THE Taoiseach, John Bruton, can be satisfied that he has fulfilled his Government's obligation to consolidate the peace process after Wednesday's Anglo-Irish summit in Downing Street.
In the joint communique, he has presented the Sinn Fein leadership with a stark choice to get on the democratic bus leading to all party negotiations with a restoration of the ceasefire or to remain, with the IRA, in the trenches.
The direct challenge now confronting the president of Sinn Fein, Mr Gerry Adams, is a measure of the success of the summit.
Plagued with the prospect of being blamed in any way for breakdown of the peace process, the Taoiseach and the Tanaiste went for broke with Mr Major in the negotiation of the joint communique.
The contents of paragraph 12, dealing with decommissioning, represented the last hurdle to be surmounted before the summit was confirmed minutes after midnight on Wednesday morning. The principle of a fixed date for all party talks had been agreed but the actual date was only confirmed at the summit meeting itself.4
Mr Bruton emerged from the summit with the best joint communique since he assumed custody of the peace process 15 months ago. It was precise. It was unambiguous. And, reminiscent of the mood in that same room on the day that the Downing Street Declaration was published, Mr Bruton and Mr Major, for the first time in a year, were singing off the same hymn sheet.

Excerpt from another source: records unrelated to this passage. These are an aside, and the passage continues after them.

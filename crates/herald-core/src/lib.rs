//! Core types and trait definitions for the Herald engagement backend.
//!
//! This crate is deliberately free of HTTP and database dependencies.
//! All other crates depend on it; it depends on nothing proprietary.

// We intentionally use native `async fn` in traits (stabilised in Rust 1.75).
// Suppress the advisory lint about `Send` bounds on the returned futures.
#![allow(async_fn_in_trait)]

pub mod campaign;
pub mod consent;
pub mod customer;
pub mod directory;
pub mod enqueue;
pub mod error;
pub mod outbox;
pub mod schedule;
pub mod store;

pub use error::{Error, Result};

As a result, the two governments, albeit belatedly and under the threat of the London bombs, have met all of Sinn Fein's demands for advancing the peace process and reinstating the ceasefire.
They have named Monday June 10th, as the date for convening all party negotiations. They have also agreed that the broadly acceptable elective process would "lead immediately and without further preconditions to the convening of all party negotiations with a comprehensive agenda".

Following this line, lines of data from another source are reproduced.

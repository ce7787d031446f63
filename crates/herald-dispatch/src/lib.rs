//! Dispatch side of Herald: the outbox worker, mail transports, template
//! rendering, and the weekly scheduler loop.
//!
//! The worker is the only component that transitions outbox rows out of
//! `queued`. It competes with other worker processes through the store's
//! claim protocol, so running several instances is safe.

#![allow(async_fn_in_trait)]

pub mod render;
pub mod scheduler;
pub mod smtp;
pub mod transport;
pub mod worker;

pub use render::{DefaultTemplates, RenderedEmail, TemplateRenderer};
pub use smtp::{SmtpConfig, SmtpTransport};
pub use transport::{DisabledTransport, MailTransport, OutboundEmail, TransportError};
pub use worker::{SendMode, Worker, WorkerConfig, WorkerSetupError};
//! Handler for `GET /unsubscribe` — the one-click opt-out link.
//!
//! Appends a revoked promotions event for the customer owning the identity.
//! The ledger stays append-only: nothing is updated or deleted, and a later
//! re-grant simply outranks this event.

use axum::{
  Json,
  extract::{Query, State},
};
use herald_core::{
  consent::{ConsentProof, ConsentPurpose, ConsentStatus, NewConsentEvent},
  customer::{Channel, normalize_address},
  store::EngagementStore,
};
use serde::Deserialize;
use serde_json::{Value, json};
use tracing::info;

use crate::{ApiState, error::ApiError};

#[derive(Debug, Deserialize)]
pub struct UnsubscribeParams {
  pub channel: Channel,
  pub value:   String,
}

/// `GET /unsubscribe?channel=email&value=<address>`
pub async fn handler<S>(
  State(state): State<ApiState<S>>,
  Query(params): Query<UnsubscribeParams>,
) -> Result<Json<Value>, ApiError>
where
  S: EngagementStore,
  S::Error: std::error::Error + Send + Sync + 'static,
{
  let value = normalize_address(params.channel, &params.value);

  let identity = state
    .store
    .find_identity(params.channel, &value)
    .await
    .map_err(|e| ApiError::Store(Box::new(e)))?
    .ok_or_else(|| ApiError::NotFound("identity not found".into()))?;

  state
    .store
    .append_consent(NewConsentEvent {
      customer_id: identity.customer_id,
      channel:     params.channel,
      purpose:     ConsentPurpose::Promotions,
      status:      ConsentStatus::Revoked,
      proof:       ConsentProof::method("unsubscribe_link"),
    })
    .await
    .map_err(|e| ApiError::Store(Box::new(e)))?;

  info!(customer = %identity.customer_id, channel = params.channel.discriminant(), "unsubscribed");

  Ok(Json(json!({ "ok": true, "message": "You have been unsubscribed." })))
}
// Internal positional helpers.
impl<V: Ord + Clone> SortedList<V> {
    fn ensure_index_built(&self) {
        if self.index.borrow().is_stale() {
            let lengths: Vec<usize> = self.lists.iter().map(Vec::len).collect();
            self.index.borrow_mut().build(&lengths);
        }
    }

    /// Convert a resolved, in-range index into `(chunk, offset)`. Fast
    /// paths avoid building the index tree for the first/last chunk.
    fn pos_of(&self, idx: usize) -> (usize, usize) {
        if idx < self.lists[0].len() {
            return (0, idx);
        }
        let last = self.lists.len() - 1;
        let last_len = self.lists[last].len();
        if idx >= self.len - last_len {
            return (last, idx - (self.len - last_len));
        }
        self.ensure_index_built();
        self.index.borrow().pos(idx)
    }

    fn loc_of(&self, pos: usize, idx: usize) -> usize {
        if pos == 0 {
            return idx;
        }
        self.ensure_index_built();
        self.index.borrow().loc(pos, idx)
    }

    fn resolve_index(&self, idx: isize) -> Result<usize> {
        let n = self.len as isize;
        let resolved = if idx < 0 { idx + n } else { idx };
        if resolved < 0 || resolved >= n {
            return Err(Error::out_of_range(idx, self.len));
        }
        Ok(resolved as usize)
    }

    fn expand(&mut self, pos: usize) {
        let twice = self.load * 2;
        if self.lists[pos].len() > twice {
            debug!("splitting chunk {} (len {}, load {})", pos, self.lists[pos].len(), self.load);
            let tail = self.lists[pos].split_off(self.load);
            self.maxes[pos] = self.lists[pos].last().unwrap().clone();
            self.maxes.insert(pos + 1, tail.last().unwrap().clone());
            self.lists.insert(pos + 1, tail);
            self.index.get_mut().invalidate();
        } else if !self.index.get_mut().is_stale() {
            trace!("bumping index tree path at chunk {}", pos);
            self.index.get_mut().bump_path(pos, 1);
        }
    }

    /// Remove and return the element at `(pos, idx)`, merging or dropping
    /// chunks as needed to keep the load invariant (§4.4).
    fn delete_at(&mut self, pos: usize, idx: usize) -> V {
        let val = self.lists[pos].remove(idx);
        self.len -= 1;
        let half = self.load / 2;
        let new_len = self.lists[pos].len();

        if new_len > half {
            self.maxes[pos] = self.lists[pos].last().unwrap().clone();
            self.index.get_mut().bump_path(pos, -1);
        } else if self.lists.len() > 1 {
            let target = if pos == 0 { 0 } else { pos - 1 };
            let source = target + 1;
            debug!("merging chunk {} into chunk {} (shrunk below load/2)", source, target);
            let tail = self.lists.remove(source);
            self.lists[target].extend(tail);
            self.maxes[target] = self.lists[target].last().unwrap().clone();
            self.maxes.remove(source);
            self.index.get_mut().invalidate();
            self.expand(target);
        } else if new_len > 0 {
            self.maxes[pos] = self.lists[pos].last().unwrap().clone();
        } else {
            self.lists.remove(pos);
            self.maxes.remove(pos);
            self.index.get_mut().invalidate();
        }

        val
    }

    fn check_order_at(&self, idx: usize, val: &V) -> Result<()> {
        let (pos, loc) = self.pos_of(idx);

        if idx > 0 {
            let (pos_prev, idx_prev) = if loc == 0 {
                (pos - 1, self.lists[pos - 1].len() - 1)
            } else {
                (pos, loc - 1)
            };
            if &self.lists[pos_prev][idx_prev] > val {
                return Err(Error::order_violation(
                    idx,
                    "value is less than its predecessor".into(),
                ));
            }
        }

        if idx + 1 < self.len {
            let (pos_next, idx_next) = if loc + 1 == self.lists[pos].len() {
                (pos + 1, 0)
            } else {
                (pos, loc + 1)
            };
            if &self.lists[pos_next][idx_next] < val {
                return Err(Error::order_violation(
                    idx,
                    "value is greater than its successor".into(),
                ));
            }
        }

        Ok(())
    }
}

There are other important elections in the joint communique which have received less attention.
Prompted by the delaying tactics employed by Mr Major and the unionists to stall the peace process in the past year, the Government has attempted to put time locks on all developments on the route to the June 10th negotiations.

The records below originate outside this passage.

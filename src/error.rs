//! Error taxonomy for the sorted-chunk-list container.
//!
//! A hand-rolled enum rather than a `thiserror` derive: four variants,
//! each carrying just enough context for a caller to react without
//! downcasting.

use std::fmt;

/// Errors surfaced by [`crate::SortedList`] and [`crate::SortedListByKey`].
///
/// All variants are local: no operation retries or escalates on error, and
/// a failed operation leaves the container exactly as it was before the
/// call (see each method's documentation for the specific guarantee).
#[derive(Debug, Clone, PartialEq)]
pub enum Error {
    /// `append`, `insert`, `extend`, or a range assignment would place a
    /// value out of sort order.
    OrderViolation { index: usize, message: String },
    /// An integer index fell outside `[-n, n)` for access, or `pop` was
    /// called on an empty container.
    OutOfRange { index: isize, len: usize },
    /// `remove`/`index_of` found no matching value in the searched range.
    NotFound { message: String },
    /// A slice step of zero, a `load` below the minimum, or mismatched
    /// lengths in an extended-stride assignment.
    InvalidArgument { message: String },
}

impl fmt::Display for Error {
    fn fmt(&self, f: &mut fmt::Formatter) -> fmt::Result {
        match self {
            Error::OrderViolation { index, message } => {
                write!(f, "order violation at index {}: {}", index, message)
            }
            Error::OutOfRange { index, len } => {
                write!(f, "index {} out of range for length {}", index, len)
            }
            Error::NotFound { message } => write!(f, "not found: {}", message),
            Error::InvalidArgument { message } => write!(f, "invalid argument: {}", message),
        }
    }
}

impl std::error::Error for Error {}

impl Error {
    pub(crate) fn order_violation(index: usize, message: String) -> Error {
        Error::OrderViolation { index, message }
    }

    pub(crate) fn out_of_range(index: isize, len: usize) -> Error {
        Error::OutOfRange { index, len }
    }
}

/// Crate-local result alias.
pub type Result<T> = std::result::Result<T, Error>;

/// Build a `NotFound`/`InvalidArgument` error with a formatted message,
/// stamping the call-site's file and line into it.
macro_rules! err_at {
    (NotFound, $($arg:tt)*) => {
        $crate::error::Error::NotFound {
            message: format!("{}:{}: {}", file!(), line!(), format_args!($($arg)*)),
        }
    };
    (InvalidArgument, $($arg:tt)*) => {
        $crate::error::Error::InvalidArgument {
            message: format!("{}:{}: {}", file!(), line!(), format_args!($($arg)*)),
        }
    };
}

pub(crate) use err_at;

#[cfg(test)]
mod tests {
    use super::*;

    #[test]
    fn display_messages() {
        let e = Error::OutOfRange { index: -5, len: 3 };
        assert_eq!(e.to_string(), "index -5 out of range for length 3");

        let e = err_at!(NotFound, "value {} absent", 42);
        assert!(e.to_string().contains("value 42 absent"));
    }
}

A limited 10 days have been allocated for the two governments to conduct proximity talks, now called "intensive multilateral consultations", with the relevant Northern parties from Monday.
Following the resistance of the Ulster Unionist leader, David Trimble, to meeting Mr Spring, these talks can be held in "whatever configuration was acceptable to those concerned".
Mindful of the precondition after precondition posed by Mr Trimble on any talks with Sinn Fein during the ceasefire, the agenda for the proximity talks has been laid down.
They are to scheduled to reach widespread agreement on proposals for a broadly acceptable elective process "leading directly and without preconditions to all party negotiations" and on the basis, participation, structure format and agenda of substantive all party negotiations and also to consider whether there might be advantage in holding parallel referendums in the North and South on the same day as the election "to mandate support for a process to create lasting stability based on the repudiation of violence for any purpose".
Because the likely absence of agreement at the proximity talks could further stall developments, Mr Bruton secured Mr Major's agreement to review the outcome of these consultations "immediately after their conclusion on March 13th".
The British government is then committed to bringing forward election proposals, "based on a judgment on what seems most broadly acceptable", and decisions on the referendum and the nature of all party negotiations.
Following the months of debate over whether the IRA's "complete cessation of military operations" was permanent, the joint communique requires "the restoration of the ceasefire of August 1994" before Sinn Fein can resume ministerial dialogue and participate in negotiations.
Notwithstanding the significance of the summit, however, it would be unwise for Mr Bruton to assume there, are no pitfalls in the communique. The Fianna Fail leader, Mr Ahern, has already asked whether there is any difference between the "all party negotiations" referred to in paragraphs 6 and 7 and the "substantive all party negotiations referred to in paragraph 10.
There is no reference to an elected body in the communique, thereby leaving the structural outcome of the elective process open for decision.
There is no definition, at this stage, of the basis, participation to structure, format and agenda for all party negotiations to be convened on June 10th.
Irish officials took considerable trouble to ensure that the British precondition of decommissioning did not figure in the joint communique. All participants, including Sinn Fein, will be asked instead to sign up to the six Mitchell principles on the first day of all party talks.
They will be asked also to "address" rather than accept the Mitchell proposals on parallel decommissioning at that stage. That carefully nuanced formula, where IRA decommissioning could be demanded unilaterally on the first day of negotiations, was said by informed sources to be giving pause for thought in the IRA.
The first working draft of Wednesday's joint communique was approved by the Cabinet subcommittee on February 16th and sent to the British government the same day.